Synthesis and solution behavior of the trinuclear palladium(II) unsaturated carboxylate complexes triangle-Pd3[μ-O2CC(R′) = CHMe]6 (R′ = Me, H): X-ray structure of palladium(II) tiglate (R′ = Me)

Abstract

The first examples of binary palladium(II) derivatives of unsaturated carboxylic acids are reported. It was found that the interaction of Pd3(μ-OAc)6 with the α,β-unsaturated 1-methylcrotonic (tiglic) and crotonic acids leads to the corresponding carboxylates of composition Pd3[μ-O2CC(R′) = CHMe]6, where R′ = Me (1) or H (2). The new compounds have been characterized by elemental analysis, solid and solution IR, 1H and 13C NMR, and ESI mass spectrometry. The crystal structure of 1 has been determined.

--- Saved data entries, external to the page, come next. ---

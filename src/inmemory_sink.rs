// SPDX-License-Identifier: MIT OR Apache-2.0

//! # In-Memory Sink
//!
//! This module provides a sink that keeps every record it receives, for tests and for
//! programmatically examining log output.  Records are stored as values rather than text, so
//! assertions can look at data and errors directly instead of parsing JSON.
//!
//! The sink uses a `Mutex<Vec<LogRecord>>` internally, so many threads may log to it at once.

use crate::Level;
use crate::log_record::LogRecord;
use crate::sink::Sink;
use std::sync::{Mutex, MutexGuard, PoisonError};

/// A sink that stores log records in memory.
///
/// # Example
///
/// ```rust
/// use lager::{InMemorySink, Level, Logger};
/// use std::sync::Arc;
///
/// let sink = Arc::new(InMemorySink::new());
/// let logger = Logger::new("api");
/// logger.register_sink(sink.clone());
///
/// logger.info("started", &[]);
///
/// let records = sink.drain_records();
/// assert_eq!(records.len(), 1);
/// assert_eq!(records[0].message(), "api.started");
/// assert_eq!(records[0].level(), Level::Info);
/// ```
#[derive(Debug, Default)]
pub struct InMemorySink {
    records: Mutex<Vec<LogRecord>>,
}

// ============================================================================
// BOILERPLATE TRAIT IMPLEMENTATIONS
// ============================================================================
//
// - Debug: Derived, required by Sink
// - Default: Derived, an empty buffer
// - Clone: NOT implemented - two handles should share records, use Arc
// - PartialEq/Eq/Hash: NOT implemented - comparing mutex state is not meaningful
// - Send/Sync: Automatic through Mutex

impl InMemorySink {
    pub fn new() -> Self {
        Self {
            records: Mutex::new(Vec::new()),
        }
    }

    fn lock(&self) -> MutexGuard<'_, Vec<LogRecord>> {
        self.records.lock().unwrap_or_else(PoisonError::into_inner)
    }

    /// A copy of every record received so far.
    pub fn records(&self) -> Vec<LogRecord> {
        self.lock().clone()
    }

    /// Takes every record received so far, leaving the sink empty.
    pub fn drain_records(&self) -> Vec<LogRecord> {
        std::mem::take(&mut *self.lock())
    }

    /// The messages of every record received so far, in arrival order.
    pub fn messages(&self) -> Vec<String> {
        self.lock().iter().map(|r| r.message().to_string()).collect()
    }

    /// Records at exactly `level`.
    pub fn logs_at(&self, level: Level) -> Vec<LogRecord> {
        self.lock()
            .iter()
            .filter(|r| r.level() == level)
            .cloned()
            .collect()
    }
}

impl Sink for InMemorySink {
    fn log(&self, record: &LogRecord) {
        self.lock().push(record.clone());
    }
}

This molecule displays a central Pd3 cyclic core with Pd–Pd distances of 3.093–3.171 Å. Each Pd–Pd bond is bridged by a pair of carboxylate ligands, one above and the other below the Pd3 plane, providing a square planar coordination for each Pd atom in an approximate D3h overall symmetry arrangement. Solution spectroscopic data show that the bridging η1:η1:μ2 interaction of the carboxylates of 1 and 2 is readily displaced, with a change of the ligand to the terminal (η1) coordination mode.